**TASK DETAILS**: All of the records must come back exactly as they were given.

Dataset entries:
//! Statement nodes and the `Stmt` handle. Statements have effects
//! but no value, e.g. a loop or a store into a function's realization.

use std::fmt;

use crate::ir::expr::{Expr, NodeType};
use crate::ir::types::{DeviceAPI, ForType};
use crate::ptr::{IntrusivePtr, RefCounted};

/// Implemented by every statement node struct.
pub trait StmtVariant: Sized {
    const NODE_TYPE: NodeType;
    fn from_node(node: &StmtNode) -> Option<&Self>;
    fn into_node(self) -> StmtNode;
}

macro_rules! stmt_nodes {
    ($($name:ident),*) => {
        #[derive(Debug, Clone, PartialEq)]
        pub enum StmtNode {
            $($name($name)),*
        }

        impl StmtNode {
            pub fn node_type(&self) -> NodeType {
                match self {
                    $(StmtNode::$name(_) => NodeType::$name),*
                }
            }
        }

        $(
            impl StmtVariant for $name {
                const NODE_TYPE: NodeType = NodeType::$name;

                fn from_node(node: &StmtNode) -> Option<&$name> {
                    match node {
                        StmtNode::$name(n) => Some(n),
                        _ => None
                    }
                }

                fn into_node(self) -> StmtNode {
                    StmtNode::$name(self)
                }
            }

            impl From<$name> for Stmt {
                fn from(node: $name) -> Stmt {
                    Stmt::from_node(node.into_node())
                }
            }
        )*
    };
}

stmt_nodes!(LetStmt, AssertStmt, For, Provide, Block, Evaluate);

#[derive(Debug, Clone, PartialEq)]
pub struct LetStmt {
    pub name: String,
    pub value: Expr,
    pub body: Stmt
}

impl LetStmt {
    pub fn make(name: &str, value: Expr, body: Stmt) -> Stmt {
        Stmt::from(LetStmt { name: name.to_string(), value, body })
    }
}

#[derive(Debug, Clone, PartialEq)]
pub struct AssertStmt {
    pub condition: Expr,
    pub message: Expr
}

impl AssertStmt {
    pub fn make(condition: Expr, message: Expr) -> Stmt {
        Stmt::from(AssertStmt { condition, message })
    }
}

/// A loop over `name` from `min` for `extent` iterations.
#[derive(Debug, Clone, PartialEq)]
pub struct For {
    pub name: String,
    pub min: Expr,
    pub extent: Expr,
    pub for_type: ForType,
    pub device_api: DeviceAPI,
    pub body: Stmt
}

impl For {
    pub fn make(name: &str, min: Expr, extent: Expr, for_type: ForType, device_api: DeviceAPI, body: Stmt) -> Stmt {
        Stmt::from(For { name: name.to_string(), min, extent, for_type, device_api, body })
    }
}

/// Store `values` into function `name` at `args`.
#[derive(Debug, Clone, PartialEq)]
pub struct Provide {
    pub name: String,
    pub values: Vec<Expr>,
    pub args: Vec<Expr>
}

impl Provide {
    pub fn make(name: &str, values: Vec<Expr>, args: Vec<Expr>) -> Stmt {
        Stmt::from(Provide { name: name.to_string(), values, args })
    }
}

/// `first` then `rest`. `rest` may be undefined.
#[derive(Debug, Clone, PartialEq)]
pub struct Block {
    pub first: Stmt,
    pub rest: Stmt
}

impl Block {
    pub fn make(first: Stmt, rest: Stmt) -> Stmt {
        Stmt::from(Block { first, rest })
    }
}

/// Evaluate an expression for its side effects.
#[derive(Debug, Clone, PartialEq)]
pub struct Evaluate {
    pub value: Expr
}

impl Evaluate {
    pub fn make(value: Expr) -> Stmt {
        Stmt::from(Evaluate { value })
    }
}

/// A cheaply cloned handle to a statement node. May be undefined.
#[derive(Clone, Default)]
pub struct Stmt(IntrusivePtr<StmtNode>);

impl Stmt {
    pub fn from_node(node: StmtNode) -> Stmt {
        Stmt(IntrusivePtr::new(node))
    }

    pub fn undefined() -> Stmt {
        Stmt(IntrusivePtr::null())
    }

    pub fn defined(&self) -> bool {
        self.0.defined()
    }

    pub fn same_as(&self, other: &Stmt) -> bool {
        self.0.same_as(&other.0)
    }

    pub fn ptr(&self) -> &IntrusivePtr<StmtNode> {
        &self.0
    }

    /// Panics if the handle is undefined.
    pub fn node(&self) -> &StmtNode {
        match self.0.get() {
            Some(node) => node,
            None => panic!("Dereferenced an undefined Stmt")
        }
    }

    pub fn node_type(&self) -> NodeType {
        self.node().node_type()
    }

    pub fn as_<T: StmtVariant>(&self) -> Option<&T> {
        self.0.get().and_then(T::from_node)
    }
}

impl RefCounted for Stmt {
    fn ref_count(&self) -> usize {
        self.0.ref_count()
    }
}

impl PartialEq for Stmt {
    fn eq(&self, other: &Stmt) -> bool {
        if self.same_as(other) {
            return true;
        }
        match (self.0.get(), other.0.get()) {
            (Some(a), Some(b)) => a == b,
            _ => false
        }
    }
}

impl fmt::Debug for Stmt {
    fn fmt(&self, f: &mut fmt::Formatter) -> fmt::Result {
        write!(f, "Stmt({})", self.to_string().trim_end())
    }
}

#[cfg(test)]
mod tests {
    use crate::ir::*;
    use crate::ptr::RefCounted;
    use paste::paste;

    fn make(t: NodeType) -> Stmt {
        let x = Expr::var("x");
        let leaf = Evaluate::make(x.clone());
        match t {
            NodeType::LetStmt => LetStmt::make("y", x, leaf),
            NodeType::AssertStmt => AssertStmt::make(x.lt(3), Expr::string("x too big")),
            NodeType::For => For::make("x", Expr::int(0), Expr::int(4), ForType::Unrolled, DeviceAPI::Host, leaf),
            NodeType::Provide => Provide::make("f", vec![Expr::int(1)], vec![x]),
            NodeType::Block => Block::make(leaf.clone(), leaf),
            NodeType::Evaluate => leaf,
            _ => unreachable!()
        }
    }

    macro_rules! test_downcast {
        ($($name:ident),*) => {
            paste! {
                $(
                    #[test]
                    fn [<test_downcast_ $name:snake>]() {
                        let s = make(NodeType::$name);
                        assert_eq!(s.node_type(), NodeType::$name);
                        assert!(s.as_::<$name>().is_some());
                        let others = [
                            NodeType::LetStmt, NodeType::AssertStmt, NodeType::For,
                            NodeType::Provide, NodeType::Block, NodeType::Evaluate
                        ];
                        for other in others.iter().filter(|o| **o != NodeType::$name) {
                            assert_ne!(make(*other).node_type(), NodeType::$name);
                            assert!(make(*other).as_::<$name>().is_none());
                        }
                    }
                )*
            }
        };
    }

    test_downcast!(LetStmt, AssertStmt, For, Provide, Block, Evaluate);

    #[test]
    fn test_shared_substatements() {
        let leaf = Evaluate::make(Expr::var("x"));
        let block = Block::make(leaf.clone(), leaf.clone());
        let b = block.as_::<Block>().map(|b| b.first.same_as(&b.rest));
        assert_eq!(b, Some(true));
        assert_eq!(leaf.ref_count(), 3);
    }
}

**RESPONSE TO THE TASK**:
//! Statement nodes and the `Stmt` handle. Statements have effects
//! but no value, e.g. a loop or a store into a function's realization.

use std::fmt;

use crate::ir::expr::{Expr, NodeType};
use crate::ir::types::{DeviceAPI, ForType};
use crate::ptr::{IntrusivePtr, RefCounted};

/// Implemented by every statement node struct.
pub trait StmtVariant: Sized {
    const NODE_TYPE: NodeType;
    fn from_node(node: &StmtNode) -> Option<&Self>;
    fn into_node(self) -> StmtNode;
}

macro_rules! stmt_nodes {
    ($($name:ident),*) => {
        #[derive(Debug, Clone, PartialEq)]
        pub enum StmtNode {
            $($name($name)),*
        }

        impl StmtNode {
            pub fn node_type(&self) -> NodeType {
                match self {
                    $(StmtNode::$name(_) => NodeType::$name),*
                }
            }
        }

        $(
            impl StmtVariant for $name {
                const NODE_TYPE: NodeType = NodeType::$name;

                fn from_node(node: &StmtNode) -> Option<&$name> {
                    match node {
                        StmtNode::$name(n) => Some(n),
                        _ => None
                    }
                }

                fn into_node(self) -> StmtNode {
                    StmtNode::$name(self)
                }
            }

            impl From<$name> for Stmt {
                fn from(node: $name) -> Stmt {
                    Stmt::from_node(node.into_node())
                }
            }
        )*
    };
}

stmt_nodes!(LetStmt, AssertStmt, For, Provide, Block, Evaluate);

#[derive(Debug, Clone, PartialEq)]
pub struct LetStmt {
    pub name: String,
    pub value: Expr,
    pub body: Stmt
}

impl LetStmt {
    pub fn make(name: &str, value: Expr, body: Stmt) -> Stmt {
        Stmt::from(LetStmt { name: name.to_string(), value, body })
    }
}

#[derive(Debug, Clone, PartialEq)]
pub struct AssertStmt {
    pub condition: Expr,
    pub message: Expr
}

impl AssertStmt {
    pub fn make(condition: Expr, message: Expr) -> Stmt {
        Stmt::from(AssertStmt { condition, message })
    }
}

/// A loop over `name` from `min` for `extent` iterations.
#[derive(Debug, Clone, PartialEq)]
pub struct For {
    pub name: String,
    pub min: Expr,
    pub extent: Expr,
    pub for_type: ForType,
    pub device_api: DeviceAPI,
    pub body: Stmt
}

impl For {
    pub fn make(name: &str, min: Expr, extent: Expr, for_type: ForType, device_api: DeviceAPI, body: Stmt) -> Stmt {
        Stmt::from(For { name: name.to_string(), min, extent, for_type, device_api, body })
    }
}

/// Store `values` into function `name` at `args`.
#[derive(Debug, Clone, PartialEq)]
pub struct Provide {
    pub name: String,
    pub values: Vec<Expr>,
    pub args: Vec<Expr>
}

impl Provide {
    pub fn make(name: &str, values: Vec<Expr>, args: Vec<Expr>) -> Stmt {
        Stmt::from(Provide { name: name.to_string(), values, args })
    }
}

/// `first` then `rest`. `rest` may be undefined.
#[derive(Debug, Clone, PartialEq)]
pub struct Block {
    pub first: Stmt,
    pub rest: Stmt
}

impl Block {
    pub fn make(first: Stmt, rest: Stmt) -> Stmt {
        Stmt::from(Block { first, rest })
    }
}

/// Evaluate an expression for its side effects.
#[derive(Debug, Clone, PartialEq)]
pub struct Evaluate {
    pub value: Expr
}

impl Evaluate {
    pub fn make(value: Expr) -> Stmt {
        Stmt::from(Evaluate { value })
    }
}

/// A cheaply cloned handle to a statement node. May be undefined.
#[derive(Clone, Default)]
pub struct Stmt(IntrusivePtr<StmtNode>);

impl Stmt {
    pub fn from_node(node: StmtNode) -> Stmt {
        Stmt(IntrusivePtr::new(node))
    }

    pub fn undefined() -> Stmt {
        Stmt(IntrusivePtr::null())
    }

    pub fn defined(&self) -> bool {
        self.0.defined()
    }

    pub fn same_as(&self, other: &Stmt) -> bool {
        self.0.same_as(&other.0)
    }

    pub fn ptr(&self) -> &IntrusivePtr<StmtNode> {
        &self.0
    }

    /// Panics if the handle is undefined.
    pub fn node(&self) -> &StmtNode {
        match self.0.get() {
            Some(node) => node,
            None => panic!("Dereferenced an undefined Stmt")
        }
    }

    pub fn node_type(&self) -> NodeType {
        self.node().node_type()
    }

    pub fn as_<T: StmtVariant>(&self) -> Option<&T> {
        self.0.get().and_then(T::from_node)
    }
}

impl RefCounted for Stmt {
    fn ref_count(&self) -> usize {
        self.0.ref_count()
    }
}

impl PartialEq for Stmt {
    fn eq(&self, other: &Stmt) -> bool {
        if self.same_as(other) {
            return true;
        }
        match (self.0.get(), other.0.get()) {
            (Some(a), Some(b)) => a == b,
            _ => false
        }
    }
}

impl fmt::Debug for Stmt {
    fn fmt(&self, f: &mut fmt::Formatter) -> fmt::Result {
        write!(f, "Stmt({})", self.to_string().trim_end())
    }
}

#[cfg(test)]
mod tests {
    use crate::ir::*;
    use crate::ptr::RefCounted;
    use paste::paste;

    fn make(t: NodeType) -> Stmt {
        let x = Expr::var("x");
        let leaf = Evaluate::make(x.clone());
        match t {
            NodeType::LetStmt => LetStmt::make("y", x, leaf),
            NodeType::AssertStmt => AssertStmt::make(x.lt(3), Expr::string("x too big")),
            NodeType::For => For::make("x", Expr::int(0), Expr::int(4), ForType::Unrolled, DeviceAPI::Host, leaf),
            NodeType::Provide => Provide::make("f", vec![Expr::int(1)], vec![x]),
            NodeType::Block => Block::make(leaf.clone(), leaf),
            NodeType::Evaluate => leaf,
            _ => unreachable!()
        }
    }

    macro_rules! test_downcast {
        ($($name:ident),*) => {
            paste! {
                $(
                    #[test]
                    fn [<test_downcast_ $name:snake>]() {
                        let s = make(NodeType::$name);
                        assert_eq!(s.node_type(), NodeType::$name);
                        assert!(s.as_::<$name>().is_some());
                        let others = [
                            NodeType::LetStmt, NodeType::AssertStmt, NodeType::For,
                            NodeType::Provide, NodeType::Block, NodeType::Evaluate
                        ];
                        for other in others.iter().filter(|o| **o != NodeType::$name) {
                            assert_ne!(make(*other).node_type(), NodeType::$name);
                            assert!(make(*other).as_::<$name>().is_none());
                        }
                    }
                )*
            }
        };
    }

    test_downcast!(LetStmt, AssertStmt, For, Provide, Block, Evaluate);

    #[test]
    fn test_shared_substatements() {
        let leaf = Evaluate::make(Expr::var("x"));
        let block = Block::make(leaf.clone(), leaf.clone());
        let b = block.as_::<Block>().map(|b| b.first.same_as(&b.rest));
        assert_eq!(b, Some(true));
        assert_eq!(leaf.ref_count(), 3);
    }
}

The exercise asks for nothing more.